The founding of CPC was inspired by the liberal and critical religious views of retired Episcopal bishop John Shelby Spong and is based at the Episcopal Divinity School in Boston. Its purpose is to encourage mainline churches, starting with the Episcopal Church and the United Church of Christ, “to care about people who find organized religion irrelevant, ineffectual, or repressive.” CPC, headed by Episcopal priest Jim Adams, used focus groups to insure that prospective members would find what they are seeking, while holding to its concerns with the equality of the world’s religions, gender and racial equality, and sexual freedom.

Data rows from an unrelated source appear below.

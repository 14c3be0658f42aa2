use chrono::{DateTime, NaiveDate, Utc};
use serde::{Deserialize, Serialize};

pub mod expense {
    use super::*;

    #[derive(Clone, Debug, Serialize, Deserialize)]
    pub struct ExpenseView {
        pub id: i64,
        pub category: String,
        /// Amount in integer minor units (cents).
        pub amount_minor: i64,
        /// Calendar date, serialized as `YYYY-MM-DD`.
        pub date: NaiveDate,
        pub description: Option<String>,
        /// Total installment count, when this row belongs to a split purchase.
        pub installments: Option<u32>,
        /// 1-based index within the installment batch.
        pub installment_number: Option<u32>,
        pub original_purchase_date: Option<NaiveDate>,
    }

    #[derive(Debug, Serialize, Deserialize)]
    pub struct ExpenseNew {
        pub category: String,
        /// Must be > 0, in minor units.
        pub amount_minor: i64,
        pub date: NaiveDate,
        pub description: Option<String>,
    }

    /// Partial update; absent fields are left unchanged.
    #[derive(Debug, Default, Serialize, Deserialize)]
    pub struct ExpenseUpdate {
        pub category: Option<String>,
        pub amount_minor: Option<i64>,
        pub date: Option<NaiveDate>,
        pub description: Option<String>,
    }

    #[derive(Debug, Serialize, Deserialize)]
    pub struct ExpenseDeleted {
        pub success: bool,
    }

    #[derive(Debug, Serialize, Deserialize)]
    pub struct InstallmentNew {
        pub category: String,
        /// Total purchase amount in minor units; split across the batch.
        pub amount_minor: i64,
        /// Number of installments, 1 to 36.
        pub installments: u32,
        pub purchase_date: NaiveDate,
        pub description: Option<String>,
    }
}

pub mod budget {
    use super::*;

    #[derive(Debug, Serialize, Deserialize)]
    pub struct BudgetView {
        /// Calendar month key, `YYYY-MM`.
        pub month: String,
        pub monthly_income_minor: i64,
        pub updated_at: DateTime<Utc>,
    }

    #[derive(Debug, Serialize, Deserialize)]
    pub struct BudgetSet {
        /// Must be > 0, in minor units.
        pub monthly_income_minor: i64,
    }
}

pub mod summary {
    use super::*;

    #[derive(Clone, Debug, Serialize, Deserialize)]
    pub struct CategoryTotalView {
        pub category: String,
        pub total_minor: i64,
    }

    #[derive(Debug, Serialize, Deserialize)]
    pub struct SavingSuggestionView {
        /// Category the reduction applies to (the top-spending one).
        pub category: String,
        pub percentage: u8,
        pub savings_minor: i64,
        /// Category total after applying the reduction.
        pub new_total_minor: i64,
    }

    #[derive(Debug, Serialize, Deserialize)]
    pub struct BudgetSummaryView {
        pub total_spent_minor: i64,
        /// May be negative when over budget.
        pub remaining_minor: i64,
        pub utilization_pct: f64,
        pub is_over_budget: bool,
        pub categories: Vec<CategoryTotalView>,
        pub top_category: Option<CategoryTotalView>,
        pub suggestion: Option<SavingSuggestionView>,
    }
}

pub mod statement {
    use super::*;

    #[derive(Debug, Serialize, Deserialize)]
    pub struct MonthView {
        /// Bucket key, `YYYY-MM`.
        pub month: String,
        pub total_minor: i64,
        pub categories: Vec<summary::CategoryTotalView>,
    }

    #[derive(Debug, Serialize, Deserialize)]
    pub struct StatementResponse {
        /// Newest month first.
        pub months: Vec<MonthView>,
    }

    #[derive(Debug, Default, Serialize, Deserialize)]
    pub struct StatementQuery {
        /// When true, only the most recent months are returned.
        pub recent: Option<bool>,
    }
}

pub mod category {
    use super::*;

    #[derive(Debug, Serialize, Deserialize)]
    pub struct CategoriesResponse {
        pub categories: Vec<String>,
    }
}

The center’s “eight points” includes the positions that Jesus is one of many gateways into the realm of God and that the Lord’s Supper is not partaking of Christ’s body and blood but a ritual meal projecting a vision of world peace. TCPC invites local congregations to affiliate with the “mother” organization, with degrees of affiliation offered.
(Source: Theology Today, January, 2001)
02: The Interfaith Council for Environmental Stewardship (ICES) was launched last year by leaders associated with the religious right.
The group drafted the Cornwell Declaration on Environmental Stewardship, which holds that the free market rather than government action can resolve environmental issues and calls Christians to be responsible. caretakers of the earth’s resources. The group denounces much of the environmental movement for embracing “faulty” science that presents a “gloom-and-doom” view of the state of the earth.
The group does not plan to directly initiate environmental legislation. Among its participants are Focus on the Family’s James Dobson, Charles Colson, Rabi Daniel Lapin of Toward Tradition and Fr. Robert Sirico of the free market Acton Institute.